‘The Vast Of Night’ Proved There Was Still Room For Small, Weird Movies To Come Out Of Nowhere (Well, Oklahoma)

In January, no one could have predicted that one of the year’s biggest comeback stories would belong to drive-in theaters. It would be a bit like predicting a resurgence of rotary phones or cassette tapes. Sure, they used to be everywhere and if you look hard enough you can still find them, but who uses them anymore? In a pandemic, however, it turns out that most anyone who wanted to see a film projected took a new interest in going to the drive-in. And why not? Watching a movie under the stars is a pleasure we gave up too soon, thanks to changing tastes, trends in real estate, and the introduction of the VCR. But they used to thrive. And for a couple of decades after World War II, they served as a natural home for stories of alien visitors and otherworldly happenings.

They did the same for a few days this summer, too.

Ahead of its Prime Video release, the film The Vast of Night played a few select drive-ins. The promotion was a bit of a gimmick, but an apt gimmick. The first feature by Oklahoma-based director Andrew Patterson, The Vast of Night is deeply influenced by ’50s and ’60s science fiction movies and TV, even using a Twilight Zone-like show as a framing device. But though the homages don’t stop there, there’s no mistaking the film for a product of another time. Scrappily made but breathtakingly original, it’s the confident vision of a filmmaker drawing a variety of influences and using the tools at his disposal — a modest, self-financed budget powered by income from directing commercials in Oklahoma — to make the movie in his head.

Nobody else was going to make it, after all. Patterson co-wrote the screenplay (under another name) with Craig W. Sanger, whose research allowed him to recreate a night in the life of a small New Mexico border town that serves as the unexpected site of some weird occurrences. (Patterson also refrains from giving himself a directing credit.)

It’s not the sort of script that follows the Robert McKee or Syd Field playbook. It begins as a long, bantery walk-and-talk between its teen protagonists, a fast-talking, small-town DJ named Everett (Jake Horowitz), and a switchboard operator with a passion for science named Fay (Sierra McCormick). It ends — well, it’s best not to say how it ends. In fact, it’s a little hard to describe even if you try.

Along the way, Patterson keeps redefining what sort of film we’re watching. There are flashes of bravura, how-did-they-do-that filmmaking, including a long, unbroken shot that moves from one side of town to another (then keeps going) accomplished partly via Go-Kart. In other scenes Patterson relies entirely on words, even dropping out the images entirely during one monologue from a never-seen radio listener named Billy (Bruce Davis) who captivates Fay and Everett with stories of mysterious covert missions performed during his time in the military.

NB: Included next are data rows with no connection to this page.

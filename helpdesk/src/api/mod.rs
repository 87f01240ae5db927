//! JSON API handlers.

pub mod auth;
pub mod tickets;
pub mod users;
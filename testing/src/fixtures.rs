//! Ready-made accounts and sessions

use crate::mocks::test_clock;
use helpdesk_core::environment::Clock;
use helpdesk_core::{Principal, Role, Session, User, UserId};

/// A `user`-role account with the given name and email
#[must_use]
pub fn user(name: &str, email: &str) -> User {
    User {
        id: UserId::new(),
        email: email.to_string(),
        name: name.to_string(),
        role: Role::User,
        created_at: test_clock().now(),
    }
}

/// A regular customer account
#[must_use]
pub fn customer() -> User {
    user("Casey Customer", "casey@example.com")
}

/// An admin account
#[must_use]
pub fn admin() -> User {
    User {
        role: Role::Admin,
        ..user("Ada Admin", "ada@example.com")
    }
}

/// Deterministic access token for an account
#[must_use]
pub fn token_for(id: UserId) -> String {
    format!("token-{id}")
}

/// Session for `user`, carrying [`token_for`] as its access token
#[must_use]
pub fn session_for(user: &User) -> Session {
    Session::new(
        token_for(user.id),
        Principal {
            user_id: user.id,
            email: user.email.clone(),
            name: user.name.clone(),
            role: user.role,
        },
    )
}
//! Liveness endpoint.
//!
//! Reports that the process is up. It does not call the remote store, so a
//! backend outage does not take the service out of rotation.

use axum::Json;
use serde::Serialize;

/// Body of `GET /health`
#[derive(Debug, Clone, PartialEq, Eq, Serialize)]
pub struct Health {
    /// Always `"ok"` while the process serves requests
    pub status: &'static str,
    /// Version of the serving binary
    pub version: &'static str,
}

/// Liveness response for a binary at `version`
///
/// ```ignore
/// async fn health() -> Json<Health> {
///     liveness(env!("CARGO_PKG_VERSION"))
/// }
/// ```
#[must_use]
pub const fn liveness(version: &'static str) -> Json<Health> {
    Json(Health {
        status: "ok",
        version,
    })
}

#[cfg(test)]
mod tests {
    use super::*;

    #[test]
    fn test_liveness_reports_version() {
        let Json(health) = liveness("1.2.3");
        assert_eq!(
            health,
            Health {
                status: "ok",
                version: "1.2.3"
            }
        );
    }
}
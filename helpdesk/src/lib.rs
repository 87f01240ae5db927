//! # Helpdesk
//!
//! Customer-support helpdesk on top of a hosted relational backend.
//!
//! - [`admin_panel`], [`ticket_form`], [`chat`]: reducer-driven view models
//! - [`server`]: JSON HTTP facade for browser front ends
//! - [`config`]: environment configuration shared by the binaries
//!
//! All durable state lives in the remote store behind
//! [`TicketStore`](helpdesk_core::TicketStore). Mutations are always followed
//! by a fresh fetch of the affected collection.

#![allow(clippy::module_name_repetitions)]

pub mod admin_panel;
pub mod api;
pub mod auth;
pub mod chat;
pub mod config;
pub mod server;
pub mod ticket_form;

pub use config::{Config, ConfigError, ServerConfig};
pub use server::{AppState, build_router, cors_layer};
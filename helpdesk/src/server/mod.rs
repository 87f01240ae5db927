//! HTTP server module for the helpdesk.
//!
//! JSON facade over the ticket store for browser front ends.

pub mod routes;
pub mod state;

pub use routes::{build_router, cors_layer};
pub use state::AppState;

This and another, later monologue from veteran Texas actor Gail Cronauer, who plays an older woman named Mabel who remembers the town’s past, help tweak the idealized image of small-town ’50s by acknowledging the era’s racism and sexism. Billy and others like him were given top-secret assignments because no one would believe the stories of a Black man. A single mother raising an unusual child, Mabel ran into problems of her own.

Patterson shot the film in 2016 then spent the succeeding years editing it, again under another name. (Cast photos from its premiere feature a visibly older cast.) “I definitely was too close to the film,” Patterson told Indiewire’s Anne Thompson. “I thought I hadn’t gotten what I needed, I didn’t have enough coverage because of the budget. I got so close I could no longer see the magic in it.” In the end, however, he brought it all together, creating a strange, mysterious, science fiction gem whose champions came to include Steven Soderbergh.

Soderbergh knows something about starting small and working outside the system. His 1989 film Sex, Lies, and Videotape turned festival praise into commercial success, helping to kick the American independent film scene into a new gear. That scene becoming a vibrant, thriving movement that helped reshape the movie business in the 1990s. We’ll never see its’ like again. The conditions that created it no longer exist and the industry’s interest in independent films seldom extends beyond seeing it as a pipeline to the franchise world.

There are worse fates. If anyone can redefine blockbusters for the ’20s it’s Chloe Zhao and Barry Jenkins. And maybe that’s Patterson’s destiny as well. But what’s most heartening about The Vast of Night, isn’t the potential it suggests for bigger films. It’s remarkable on its own scale.

Patterson’s story of self-financing isn’t quite Robert Townshend financing Hollywood Shuffle by maxing out credit cards or Kevin Smith selling his comics to make Clerks. But he undoubtedly still had to stretch every dollar and cut as many corners as could be cut. In the end, he made a movie that no one else could have made. What’s more, that movie made it into the world, premiering at Slamdance after multiple rejections and ultimately landing just a click away (if only for subscribers to a particular streaming service, but that’s another issue).

The world Sex, Lies and Videotape helped create may have disappeared but the possibilities it suggested haven’t entirely vanished. There’s still room for small, weird movies to get made and an audience eager to embrace the best of them when they do. After all, if the drive-in can make a comeback, surely anything is possible.